Collecting Code Review Data#
In this notebook, we will collect code review data from Github. We will use the PyGithub library to interact with the Github API.
from getpass import getpass
from github import Auth, Github
import pandas as pd
from tqdm.autonotebook import tqdm
C:\Users\akovr\AppData\Local\Temp\ipykernel_15472\323726258.py:5: TqdmExperimentalWarning: Using `tqdm.autonotebook.tqdm` in notebook mode. Use `tqdm.tqdm` instead to force console mode (e.g. in jupyter console)
from tqdm.autonotebook import tqdm
Although, we can use the Github API without authentication, we will need to authenticate to increase the rate limit. We can authenticate using a Github Access Token. You can then enter the token below. If you do not enter a token, the code will run without authentication, but you will be rate limited to 60 requests per hour.
token = getpass("Enter your Github Access Token: ")
if token:
# using token
g = Github(auth=Auth.Token(token))
else:
# no token
# warn: possibly rate limited
g = Github()
Next, we will define a function to collect code review data from a Github repository.
def collect_reviews(repo_name: str, num_comments: int = 1000, skip_author=True, allow_threads=False, save=True, max_length=512):
"""
Crawl a repo for code review data
:param repo_name: Repo name in format "owner/repo"
:param num_comments: Number of comments to load
:param skip_author: Skip comments made by the author of the pull request
:param allow_threads: Allow comments that are replies to other comments
:param save: Save the data to a csv file
:param max_length: Maximum length of the diff hunk
:return: Returns a pandas dataframe with columns diff_hunk, human_review, created_at
"""
data = []
# diff hunk for counting
hunks = set()
# load repo
repo = g.get_repo(repo_name)
# load comments
comment_pages = repo.get_pulls_review_comments()
# iterate over comments
progress_bar = tqdm(total=num_comments)
for comment in comment_pages:
if len(hunks) >= num_comments:
# if we have enough comments, stop
break
if comment.diff_hunk in hunks:
# if we already have this diff hunk, skip
continue
if len(comment.diff_hunk) > max_length:
# if the diff hunk is too long, skip
continue
# get commit author
commit_author = repo.get_git_commit(comment.commit_id).author
if skip_author and comment.user == commit_author:
# if the comment is made by the author of the pull request, skip
continue
# add comment to data, along with diff hunk, created_at and ground truth review
data.append({'diff_hunk': comment.diff_hunk, 'human_review': comment.body, 'created_at': comment.created_at})

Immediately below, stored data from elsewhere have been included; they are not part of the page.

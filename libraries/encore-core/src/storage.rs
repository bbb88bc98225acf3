//! In-memory key-value store
//!
//! Stands in for the platform preferences store in tests and in the
//! headless CLI.

use crate::traits::KeyValueStore;
use std::collections::HashMap;

/// `KeyValueStore` backed by a `HashMap`
#[derive(Debug, Default, Clone)]
pub struct MemoryStore {
    entries: HashMap<String, String>,
}

impl MemoryStore {
    pub fn new() -> Self {
        Self::default()
    }

    pub fn len(&self) -> usize {
        self.entries.len()
    }

    pub fn is_empty(&self) -> bool {
        self.entries.is_empty()
    }
}

impl KeyValueStore for MemoryStore {
    fn get(&self, key: &str) -> Option<String> {
        self.entries.get(key).cloned()
    }

    fn set(&mut self, key: &str, value: String) {
        self.entries.insert(key.to_string(), value);
    }

    fn remove(&mut self, key: &str) {
        self.entries.remove(key);
    }
}
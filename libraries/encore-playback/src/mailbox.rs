//! Completion messages from background tasks back to the control loop
//!
//! Fade steps, retry timers and preloads run as spawned tasks. They never
//! touch engine state; they post an [`EngineMessage`] that the control loop
//! hands to the owning engine.

use crate::backend::ItemId;
use encore_core::{ByteRange, LoadError, SourceId};
use std::time::Duration;
use tokio::sync::mpsc;
use tracing::trace;

/// Background completion for one engine
#[derive(Debug)]
pub enum EngineMessage<I> {
    /// Step `step` of fade `fade_id` is due
    FadeStep { fade_id: u64, step: u32 },

    /// Backoff for retry `ticket` elapsed
    RetryDue { ticket: u64 },

    /// A look-ahead item finished preparing
    Preloaded(Preloaded<I>),
}

/// Result of one look-ahead preparation
#[derive(Debug)]
pub struct Preloaded<I> {
    /// Buffer generation the request belonged to
    pub epoch: u64,
    pub track_index: usize,
    pub item_id: ItemId,
    pub range: ByteRange,
    pub preferred_buffer: Duration,
    pub result: Result<I, LoadError>,
}

pub type Envelope<I> = (SourceId, EngineMessage<I>);

/// Sending half handed to an engine and its buffer
#[derive(Debug)]
pub struct Mailbox<I> {
    source: SourceId,
    tx: mpsc::UnboundedSender<Envelope<I>>,
}

impl<I> Clone for Mailbox<I> {
    fn clone(&self) -> Self {
        Self {
            source: self.source,
            tx: self.tx.clone(),
        }
    }
}

impl<I> Mailbox<I> {
    pub fn new(source: SourceId, tx: mpsc::UnboundedSender<Envelope<I>>) -> Self {
        Self { source, tx }
    }

    pub fn source(&self) -> SourceId {
        self.source
    }

    pub fn post(&self, message: EngineMessage<I>) {
        if self.tx.send((self.source, message)).is_err() {
            trace!(source = %self.source, "Engine message dropped, control loop is gone");
        }
    }
}
/// Network condition types
use serde::{Deserialize, Serialize};

/// Interface carrying the current network path
#[derive(Debug, Clone, Copy, PartialEq, Eq, Default, Serialize, Deserialize)]
#[serde(rename_all = "lowercase")]
pub enum InterfaceClass {
    Wifi,
    Cellular,
    /// Wired, loopback, unknown, or no interface at all
    #[default]
    Other,
}

/// Snapshot of connectivity
///
/// `available == false` is a stronger signal than `interface == Other`:
/// a path may be up over an unclassified interface, and an unavailable
/// path may still report whichever interface it last tried.
#[derive(Debug, Clone, Copy, PartialEq, Eq, Serialize, Deserialize)]
pub struct NetworkState {
    pub available: bool,
    pub interface: InterfaceClass,
}

impl NetworkState {
    pub const fn new(available: bool, interface: InterfaceClass) -> Self {
        Self {
            available,
            interface,
        }
    }

    /// Connected over Wi-Fi
    pub const fn wifi() -> Self {
        Self::new(true, InterfaceClass::Wifi)
    }

    /// Connected over cellular
    pub const fn cellular() -> Self {
        Self::new(true, InterfaceClass::Cellular)
    }

    /// No usable path
    pub const fn offline() -> Self {
        Self::new(false, InterfaceClass::Other)
    }

    pub fn is_wifi(&self) -> bool {
        self.available && self.interface == InterfaceClass::Wifi
    }

    pub fn is_cellular(&self) -> bool {
        self.available && self.interface == InterfaceClass::Cellular
    }
}

impl Default for NetworkState {
    /// Assume a usable but unclassified path until the first report arrives
    fn default() -> Self {
        Self::new(true, InterfaceClass::Other)
    }
}

#[cfg(test)]
mod tests {
    use super::*;

    #[test]
    fn other_interface_is_not_offline() {
        let state = NetworkState::new(true, InterfaceClass::Other);
        assert!(state.available);
        assert!(!state.is_wifi());
        assert_ne!(state, NetworkState::offline());
    }

    #[test]
    fn unavailable_wifi_is_not_wifi() {
        let state = NetworkState::new(false, InterfaceClass::Wifi);
        assert!(!state.is_wifi());
    }
}
//! Encore - Playback Coordination
//!
//! Platform-agnostic playback for the two concert catalogs and the video slot.
//!
//! This crate provides:
//! - One [`PlaybackEngine`] per catalog: show state, fades, retry with backoff
//! - A bounded look-ahead [`TrackBuffer`] that follows the network policy
//! - A [`NetworkMonitor`] publishing connectivity on a `watch` channel
//! - A [`PlaybackCoordinator`] that keeps at most one source audible
//! - A [`HistoryBook`] implementing the history contract on a key-value store
//! - The [`PlaybackHub`] control loop tying it all together
//!
//! # Architecture
//!
//! Nothing here talks to a real audio stack. Players and item construction
//! are supplied through the [`MediaPlayer`] and [`MediaBackend`] traits, and
//! the video player through [`VideoPlayer`].
//!
//! Engines are plain synchronous state machines. Timers, fades and preloads
//! run as tokio tasks that only post messages back; the hub applies every
//! message on one task, so no engine state is ever shared.
//!
//! # Example: Volume ramp
//!
//! ```rust
//! use encore_playback::{FadeDirection, PlaybackConfig, VolumeRamp};
//!
//! let config = PlaybackConfig::default();
//! let ramp = VolumeRamp::new(1.0, 0.0, config.fade_steps);
//!
//! assert_eq!(ramp.direction(), FadeDirection::Out);
//! assert_eq!(ramp.level_at(config.fade_steps), 0.0);
//! assert!(ramp.is_last(config.fade_steps));
//! ```

pub mod backend;
pub mod buffer;
pub mod config;
pub mod coordinator;
pub mod engine;
pub mod error;
pub mod events;
pub mod history;
pub mod hub;
pub mod mailbox;
pub mod network;
pub mod ramp;
pub mod remote;
pub mod retry;
pub mod video;

pub use backend::{ItemId, ItemRequest, MediaBackend, MediaPlayer, PlayerEvent, PlayerEventSender};
pub use buffer::{BufferPolicy, BufferedItem, PlayableItem, TrackBuffer};
pub use config::PlaybackConfig;
pub use coordinator::{Pausable, PlaybackCoordinator, StartDecision};
pub use engine::PlaybackEngine;
pub use error::{PlaybackError, Result, TrackFailure};
pub use events::{EngineEvent, HistoryMark, HubEvent};
pub use history::HistoryBook;
pub use hub::{HubBuilder, HubCommand, HubHandle, PlaybackHub};
pub use mailbox::{EngineMessage, Envelope, Mailbox, Preloaded};
pub use network::{NetworkMonitor, PathUpdate};
pub use ramp::{FadeDirection, VolumeRamp};
pub use remote::{NowPlaying, RemoteCommand};
pub use retry::{RetryDecision, RetryState};
pub use video::{VideoCommand, VideoPlayer, VideoSlot};
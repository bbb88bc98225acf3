//! Playback Events
//!
//! Engines never call out to the coordinator or the history sink. They
//! push [`EngineEvent`]s into an outbox that the control loop drains after
//! every dispatch, and the control loop republishes the user-facing ones
//! as [`HubEvent`]s on a broadcast channel.

use crate::error::TrackFailure;
use encore_core::{NetworkState, PlaybackState, ShowId, SourceId};
use serde::{Deserialize, Serialize};
use std::time::Duration;

/// History trigger raised by an engine
#[derive(Debug, Clone, PartialEq, Eq)]
pub enum HistoryMark {
    AddToHistory(ShowId),
    Partial(ShowId),
    Completed(ShowId),
}

/// Outbox entry of one engine
#[derive(Debug, Clone, PartialEq)]
pub enum EngineEvent {
    StateChanged {
        state: PlaybackState,
    },

    /// A new current track was selected
    TrackChanged {
        index: usize,
        title: String,
    },

    TrackReady {
        index: usize,
    },

    /// Load failed; `terminal` once retries are exhausted or the entry never resolved
    TrackFailed {
        index: usize,
        error: TrackFailure,
        terminal: bool,
    },

    RetryScheduled {
        index: usize,
        attempt: u32,
        delay: Duration,
    },

    TrackEnded {
        index: usize,
    },

    /// Periodic position sample
    Progress {
        index: usize,
        elapsed: f64,
        duration: Option<f64>,
    },

    /// The engine wants to become audible; the coordinator decides when
    StartRequested,

    History(HistoryMark),

    ShowCompleted {
        show: ShowId,
    },
}

impl EngineEvent {
    /// User-facing form, if this event has one
    pub fn into_hub_event(self, source: SourceId) -> Option<HubEvent> {
        let event = match self {
            Self::StateChanged { state } => HubEvent::StateChanged { source, state },
            Self::TrackChanged { index, title } => HubEvent::TrackChanged {
                source,
                index,
                title,
            },
            Self::TrackReady { index } => HubEvent::TrackReady { source, index },
            Self::TrackFailed {
                index,
                error,
                terminal,
            } => HubEvent::TrackFailed {
                source,
                index,
                error: error.to_string(),
                terminal,
            },
            Self::RetryScheduled {
                index,
                attempt,
                delay,
            } => HubEvent::RetryScheduled {
                source,
                index,
                attempt,
                delay,
            },
            Self::TrackEnded { index } => HubEvent::TrackEnded { source, index },
            Self::Progress {
                index,
                elapsed,
                duration,
            } => HubEvent::Progress {
                source,
                index,
                elapsed,
                duration,
            },
            Self::ShowCompleted { show } => HubEvent::ShowCompleted { source, show },
            Self::StartRequested | Self::History(_) => return None,
        };
        Some(event)
    }
}

/// Events emitted by the playback hub
#[derive(Debug, Clone, PartialEq, Serialize, Deserialize)]
pub enum HubEvent {
    /// Engine state changed
    StateChanged {
        source: SourceId,
        state: PlaybackState,
    },

    /// Current track changed, before it is ready
    TrackChanged {
        source: SourceId,
        index: usize,
        title: String,
    },

    TrackReady {
        source: SourceId,
        index: usize,
    },

    /// Track failed to load
    ///
    /// Non-terminal failures are retried automatically and are informational.
    TrackFailed {
        source: SourceId,
        index: usize,
        error: String,
        terminal: bool,
    },

    RetryScheduled {
        source: SourceId,
        index: usize,
        attempt: u32,
        delay: Duration,
    },

    TrackEnded {
        source: SourceId,
        index: usize,
    },

    /// Position update (periodic, while playing)
    Progress {
        source: SourceId,
        index: usize,
        elapsed: f64,
        duration: Option<f64>,
    },

    /// Last track of the show played to the end
    ShowCompleted { source: SourceId, show: ShowId },

    /// Resolving a requested show failed
    ShowLoadFailed {
        source: SourceId,
        show: ShowId,
        error: String,
    },

    ActiveSourceChanged { active: Option<SourceId> },

    NetworkChanged { state: NetworkState },

    FavoriteChanged { show: ShowId, favorite: bool },
}

impl HubEvent {
    /// Source the event concerns, if any
    pub fn source(&self) -> Option<SourceId> {
        match self {
            Self::StateChanged { source, .. }
            | Self::TrackChanged { source, .. }
            | Self::TrackReady { source, .. }
            | Self::TrackFailed { source, .. }
            | Self::RetryScheduled { source, .. }
            | Self::TrackEnded { source, .. }
            | Self::Progress { source, .. }
            | Self::ShowCompleted { source, .. }
            | Self::ShowLoadFailed { source, .. } => Some(*source),
            Self::ActiveSourceChanged { .. }
            | Self::NetworkChanged { .. }
            | Self::FavoriteChanged { .. } => None,
        }
    }
}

# add diff hunk to set for counting
progress_bar.update(1)
hunks.add(comment.diff_hunk)
df = pd.DataFrame(data)
if not allow_threads:
# remove comments that are replies to other comments, keeping the first comment
df = df.loc[df.groupby('diff_hunk').created_at.idxmin()]
if save:
df.to_csv(f'../data/{repo_name.replace("/", "_")}_{len(df)}.csv')
return df
Finally, we will collect code review data from the following repositories:
I have chosen these repositories because they are popular, and they have a large number of pull requests with code review comments. The authors of [LLG+22] have also used similar criteria to select repositories for their study.
The data will be saved to the data folder.
repos = ['microsoft/vscode', 'JetBrains/kotlin', 'transloadit/uppy']
for repo in repos:
collect_reviews(repo)
Additionally, we will be using the test data from [LLG+22] and their dataset on zenodo. This dataset is available at data/msg-test.csv.